シンシアの担当の者達が配置変えになっていた。

シンシアは魔法適正検査の前に何らかの破壊工作を受けていたので、

彼女付けの使用人は取り敢えず彼女に近づけない様にし、

夫人を担当する最も信頼出来る使用人達に兼任させたのだ。

ところで、件の侍従がその日にシンシア嬢の近くに居なかったのは偶然だった。

彼の実家に連絡する必要があり、

家令が主人の許可を得てそちらに行かせたのだ。

戻って来てシンシアに近づけなくなった事、

その日にエレノーラ・スタンリーの治療もどきがあった事、

2つを合わせると、

自分が組織から受けた監視業務に失敗した事を彼は悟った。

組織は依頼元が大きな組織である事を匂わせていたので、

公爵家に見つかっても組織に見つかっても未来がない事を知った侍従は、

即座に逐電した。

その事から公爵家はシンシア嬢にやはり監視が付いていた事を知り、

教会と距離を置く事を決めた。


 エレノーラはシンシア・ラッセルの回復を王太后に報告した。

「王太后様、シンシア・ラッセル嬢は一応回復された様なので、

 今後は公爵家のお抱え魔法師による指導を受ける様になります。
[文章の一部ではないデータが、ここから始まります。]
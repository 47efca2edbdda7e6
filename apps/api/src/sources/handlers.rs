use axum::{
    extract::{Path, Query, State},
    http::StatusCode,
    Json,
};
use serde::Deserialize;
use uuid::Uuid;

use crate::errors::AppError;
use crate::models::source::{ContextSource, ContextSourceUpdate, NewContextSource};
use crate::state::AppState;

#[derive(Deserialize)]
pub struct ListQuery {
    #[serde(default)]
    pub skip: i64,
    #[serde(default = "default_limit")]
    pub limit: i64,
}

fn default_limit() -> i64 {
    100
}

fn not_found(id: Uuid) -> AppError {
    AppError::NotFound(format!("Context source {id} not found"))
}

/// GET /api/v1/context-sources
pub async fn handle_list_sources(
    State(state): State<AppState>,
    Query(params): Query<ListQuery>,
) -> Result<Json<Vec<ContextSource>>, AppError> {
    if params.skip < 0 || !(1..=500).contains(&params.limit) {
        return Err(AppError::Validation(
            "skip must be >= 0 and limit between 1 and 500".into(),
        ));
    }
    let sources = state.sources.list(params.skip, params.limit).await?;
    Ok(Json(sources))
}

/// POST /api/v1/context-sources
pub async fn handle_create_source(
    State(state): State<AppState>,
    Json(req): Json<NewContextSource>,
) -> Result<(StatusCode, Json<ContextSource>), AppError> {
    req.validate()
        .map_err(|e| AppError::Validation(e.to_string()))?;
    let source = state.sources.create(&req).await?;
    Ok((StatusCode::CREATED, Json(source)))
}

/// GET /api/v1/context-sources/:id
pub async fn handle_get_source(
    State(state): State<AppState>,
    Path(id): Path<Uuid>,
) -> Result<Json<ContextSource>, AppError> {
    let source = state.sources.get(id).await?.ok_or_else(|| not_found(id))?;
    Ok(Json(source))
}

/// PATCH /api/v1/context-sources/:id
pub async fn handle_update_source(
    State(state): State<AppState>,
    Path(id): Path<Uuid>,
    Json(req): Json<ContextSourceUpdate>,
) -> Result<Json<ContextSource>, AppError> {
    req.validate()
        .map_err(|e| AppError::Validation(e.to_string()))?;
    let source = state
        .sources
        .update(id, &req)
        .await?
        .ok_or_else(|| not_found(id))?;
    Ok(Json(source))
}

/// DELETE /api/v1/context-sources/:id
/// Soft delete; state rows are kept.
pub async fn handle_delete_source(
    State(state): State<AppState>,
    Path(id): Path<Uuid>,
) -> Result<StatusCode, AppError> {
    if !state.sources.soft_delete(id).await? {
        return Err(not_found(id));
    }
    Ok(StatusCode::NO_CONTENT)
}
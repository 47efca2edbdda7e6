pub mod fetcher;
pub mod handlers;
pub mod metrics;
pub mod orchestrator;
pub mod queue;
pub mod scheduler;
pub mod worker;

#[cfg(test)]
pub mod testing;
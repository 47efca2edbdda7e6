pub mod handlers;
pub mod merge;
pub mod pack;
pub mod snapshots;
pub mod validation;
」

「シンシア嬢は魔法が使えないという話だった筈ですが、

 実はなんらかの障害があった、という事ですか?」

「はい、水魔法師は生物の魔力を感じる感受性に優れている者も多く、

 私も多少は感じる事ができます。

 私が見たところ、彼女の魔力は学院入学が可能な程にはある様に見えました。

 あとは水魔法師の治癒魔法が本人の魔力に反発され浸透しない事を利用して、

 首までは治癒魔法が浸透せず、

 腕には浸透する事を確認し、肩に問題があるらしい事を見つけました。

 6回程、色々治癒魔法や薬草の塗り込み、彼女に魔法を詠唱してもらう等

 行ってみたところ、先日魔法が手まで通っている事が分かりました。」

「原因と対策は何だったのです?」

「原因は私には見つける事ができませんでした。

 水魔法の治癒魔法では効果がなかった為、色々やってみたので、

 何が対策となったかも分かりません。」

王太后の瞳がじっとエレノーラを見つめるのに対し、

エレノーラもじっと見つめ返した。

「原因と対策は本当に分からないのですか?」

「はい、私には分かりませんでした。

 但し、私より治癒力の高い治療師なら分かったかもしれません。」

まだ王太后はエレノーラを見つめていた。

エレノーラもじっと見つめ返し続けた。

「分かりました。良い結果が出て良かったですね。

 お疲れ様でした。」

「ありがとうございます。」

王太后なら、頑なに原因不明を言い続ける私の警告が分かるだろう。

実際、王太后はその日の晩に王に報告した。

誰なら分かった筈、という点もそのまま伝えた。


 アンジェラ達にも同様の報告をした。

アンジェラとグレースは警告の意図をすぐ悟ったが、

エリカは

「原因が分からないってどういう事!

 分かってて治療を始めたんじゃないの!?」

と激しく食って掛かったので、

見かねたアンジェラ達が控室で人払いをした後、

説明をしてくれた。圧力をかけたとも言う。

名指しで批判する事が出来ない相手の事は

仄めかすしか出来ない事を貴族なら分かって欲しい。


 その夜、エレノーラは魘された。

エレノーラと同じ顔をした女が乗馬用の鞭でエレノーラを

何度も叩く夢を見たのだ。

痛くはなかった。

夢だから。

それでも鞭で叩かれる恐怖に

やめて、と悲鳴を上げたかったけれど、声が出なかった。

夢だから。

両手で顔を覆って耐え続けるしか出来なかった。

ふと、女が叩くのを止める。

指の隙間から女を見ると、

三日月の様に歪めた口がぶつぶつと声を出した

様な気がした。

多分、こう言ったのだ。


に が さ な い

本文と関係ありませんが…

2/15は西行忌です。

花の下で春に死にたいと歌ったお坊さん。

真似できません。

私なら今際の言葉は

「喜劇は終わった」

になるでしょうから。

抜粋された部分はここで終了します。